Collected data

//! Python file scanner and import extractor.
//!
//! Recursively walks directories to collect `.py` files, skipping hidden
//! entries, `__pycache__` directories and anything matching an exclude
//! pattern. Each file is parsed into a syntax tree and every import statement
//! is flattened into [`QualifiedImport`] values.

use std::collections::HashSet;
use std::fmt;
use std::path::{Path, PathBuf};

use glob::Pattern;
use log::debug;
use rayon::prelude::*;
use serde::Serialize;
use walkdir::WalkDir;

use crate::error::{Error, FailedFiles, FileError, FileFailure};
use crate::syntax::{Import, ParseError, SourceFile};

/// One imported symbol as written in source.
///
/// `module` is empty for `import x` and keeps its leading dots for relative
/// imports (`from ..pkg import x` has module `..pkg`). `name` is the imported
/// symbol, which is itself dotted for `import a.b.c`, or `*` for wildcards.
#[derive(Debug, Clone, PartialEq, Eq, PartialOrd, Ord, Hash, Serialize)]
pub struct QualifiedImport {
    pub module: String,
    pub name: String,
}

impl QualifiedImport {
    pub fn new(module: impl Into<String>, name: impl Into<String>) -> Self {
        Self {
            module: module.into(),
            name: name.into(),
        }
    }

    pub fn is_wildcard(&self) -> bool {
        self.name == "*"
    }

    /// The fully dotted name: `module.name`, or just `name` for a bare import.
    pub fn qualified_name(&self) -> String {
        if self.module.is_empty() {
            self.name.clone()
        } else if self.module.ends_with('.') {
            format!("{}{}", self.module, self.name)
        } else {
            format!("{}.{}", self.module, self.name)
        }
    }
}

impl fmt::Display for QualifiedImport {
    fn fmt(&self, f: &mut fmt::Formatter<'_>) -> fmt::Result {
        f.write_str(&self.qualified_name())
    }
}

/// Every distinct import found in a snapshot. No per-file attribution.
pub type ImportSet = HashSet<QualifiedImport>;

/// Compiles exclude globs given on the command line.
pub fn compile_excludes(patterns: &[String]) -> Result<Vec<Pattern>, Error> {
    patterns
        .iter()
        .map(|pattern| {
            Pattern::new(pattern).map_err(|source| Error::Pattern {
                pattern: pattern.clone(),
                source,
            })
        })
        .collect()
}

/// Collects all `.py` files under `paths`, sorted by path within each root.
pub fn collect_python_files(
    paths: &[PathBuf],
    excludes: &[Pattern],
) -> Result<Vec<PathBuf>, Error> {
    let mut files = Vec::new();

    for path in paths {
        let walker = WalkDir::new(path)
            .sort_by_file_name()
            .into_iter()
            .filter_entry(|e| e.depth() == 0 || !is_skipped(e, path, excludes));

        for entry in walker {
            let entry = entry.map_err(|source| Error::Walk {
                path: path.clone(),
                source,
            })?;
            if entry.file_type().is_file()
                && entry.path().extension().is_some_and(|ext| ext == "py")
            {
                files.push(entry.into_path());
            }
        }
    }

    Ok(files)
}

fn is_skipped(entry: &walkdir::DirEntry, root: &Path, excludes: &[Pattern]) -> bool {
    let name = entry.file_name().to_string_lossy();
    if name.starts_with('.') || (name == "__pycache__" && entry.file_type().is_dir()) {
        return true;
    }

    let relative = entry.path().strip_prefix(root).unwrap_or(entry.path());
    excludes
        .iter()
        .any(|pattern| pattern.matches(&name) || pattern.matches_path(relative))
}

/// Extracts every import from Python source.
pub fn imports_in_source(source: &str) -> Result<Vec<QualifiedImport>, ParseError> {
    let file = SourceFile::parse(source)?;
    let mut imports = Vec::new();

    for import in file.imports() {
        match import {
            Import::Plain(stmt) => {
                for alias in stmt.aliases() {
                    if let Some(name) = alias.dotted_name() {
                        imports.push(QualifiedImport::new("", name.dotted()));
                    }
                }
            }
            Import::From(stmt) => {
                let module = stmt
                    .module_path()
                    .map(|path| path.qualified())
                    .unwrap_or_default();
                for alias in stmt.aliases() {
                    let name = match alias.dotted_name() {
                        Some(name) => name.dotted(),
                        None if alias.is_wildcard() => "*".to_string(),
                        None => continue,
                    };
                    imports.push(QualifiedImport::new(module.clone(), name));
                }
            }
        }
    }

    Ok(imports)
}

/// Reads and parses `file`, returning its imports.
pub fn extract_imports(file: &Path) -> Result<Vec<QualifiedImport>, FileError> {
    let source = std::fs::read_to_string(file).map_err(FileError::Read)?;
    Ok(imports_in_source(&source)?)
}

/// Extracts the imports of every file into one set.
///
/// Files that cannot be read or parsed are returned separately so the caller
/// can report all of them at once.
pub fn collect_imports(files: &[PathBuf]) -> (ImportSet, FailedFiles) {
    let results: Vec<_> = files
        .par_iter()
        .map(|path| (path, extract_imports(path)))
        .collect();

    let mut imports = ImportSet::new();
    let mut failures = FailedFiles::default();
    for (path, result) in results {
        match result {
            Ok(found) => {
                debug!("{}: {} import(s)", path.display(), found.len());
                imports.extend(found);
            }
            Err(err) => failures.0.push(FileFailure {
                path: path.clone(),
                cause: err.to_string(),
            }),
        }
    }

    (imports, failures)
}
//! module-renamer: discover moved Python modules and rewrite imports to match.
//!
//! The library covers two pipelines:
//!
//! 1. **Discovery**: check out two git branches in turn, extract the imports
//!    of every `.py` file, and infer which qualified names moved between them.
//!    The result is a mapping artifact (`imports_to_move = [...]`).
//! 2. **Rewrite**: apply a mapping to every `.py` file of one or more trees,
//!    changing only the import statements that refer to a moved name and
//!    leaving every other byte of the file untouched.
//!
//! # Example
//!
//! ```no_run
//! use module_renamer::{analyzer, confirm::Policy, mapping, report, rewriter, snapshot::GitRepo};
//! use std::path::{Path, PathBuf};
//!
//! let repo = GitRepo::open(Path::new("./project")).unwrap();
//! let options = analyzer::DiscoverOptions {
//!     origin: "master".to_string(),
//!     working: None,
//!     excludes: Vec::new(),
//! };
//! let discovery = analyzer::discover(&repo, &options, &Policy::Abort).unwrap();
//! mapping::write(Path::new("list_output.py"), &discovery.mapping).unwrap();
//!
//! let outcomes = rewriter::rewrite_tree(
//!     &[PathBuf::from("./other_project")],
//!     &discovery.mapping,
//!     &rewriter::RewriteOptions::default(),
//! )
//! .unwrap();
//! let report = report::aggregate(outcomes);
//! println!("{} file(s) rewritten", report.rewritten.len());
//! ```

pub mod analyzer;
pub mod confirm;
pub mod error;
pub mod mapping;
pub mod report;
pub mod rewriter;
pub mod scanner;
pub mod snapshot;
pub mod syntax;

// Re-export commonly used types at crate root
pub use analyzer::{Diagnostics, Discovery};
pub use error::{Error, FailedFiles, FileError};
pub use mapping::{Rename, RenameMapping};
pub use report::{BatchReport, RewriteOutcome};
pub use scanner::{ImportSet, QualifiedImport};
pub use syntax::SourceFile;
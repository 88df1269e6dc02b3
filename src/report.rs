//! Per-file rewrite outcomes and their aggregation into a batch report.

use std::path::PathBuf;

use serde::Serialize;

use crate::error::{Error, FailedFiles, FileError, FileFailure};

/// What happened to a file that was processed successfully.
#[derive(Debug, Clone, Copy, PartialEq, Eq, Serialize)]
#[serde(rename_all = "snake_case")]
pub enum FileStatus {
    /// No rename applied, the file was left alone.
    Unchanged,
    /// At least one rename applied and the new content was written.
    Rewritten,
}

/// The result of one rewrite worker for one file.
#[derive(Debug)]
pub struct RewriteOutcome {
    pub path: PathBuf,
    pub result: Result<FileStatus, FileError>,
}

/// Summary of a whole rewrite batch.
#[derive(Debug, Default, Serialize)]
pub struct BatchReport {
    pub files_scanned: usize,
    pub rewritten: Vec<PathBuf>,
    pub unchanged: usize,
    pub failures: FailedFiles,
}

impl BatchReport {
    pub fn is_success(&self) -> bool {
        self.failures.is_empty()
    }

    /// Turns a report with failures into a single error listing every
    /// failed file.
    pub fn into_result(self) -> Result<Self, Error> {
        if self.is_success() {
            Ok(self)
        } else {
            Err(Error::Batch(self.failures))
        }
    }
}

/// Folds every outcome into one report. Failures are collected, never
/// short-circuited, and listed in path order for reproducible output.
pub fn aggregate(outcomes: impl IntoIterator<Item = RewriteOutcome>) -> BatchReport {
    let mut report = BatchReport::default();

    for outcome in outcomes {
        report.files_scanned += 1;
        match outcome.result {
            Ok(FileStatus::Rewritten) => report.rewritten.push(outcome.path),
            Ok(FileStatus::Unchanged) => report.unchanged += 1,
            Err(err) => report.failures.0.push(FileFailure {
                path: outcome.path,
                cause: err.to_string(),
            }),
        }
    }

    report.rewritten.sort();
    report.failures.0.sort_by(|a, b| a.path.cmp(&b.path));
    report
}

#### PROMPT:
Copy out the lines above with "PartialEq" in them.

#### RESPONSE AREA:
#[derive(Debug, Clone, PartialEq, Eq, PartialOrd, Ord, Hash, Serialize)]
#[derive(Debug, Clone, Copy, PartialEq, Eq, Serialize)]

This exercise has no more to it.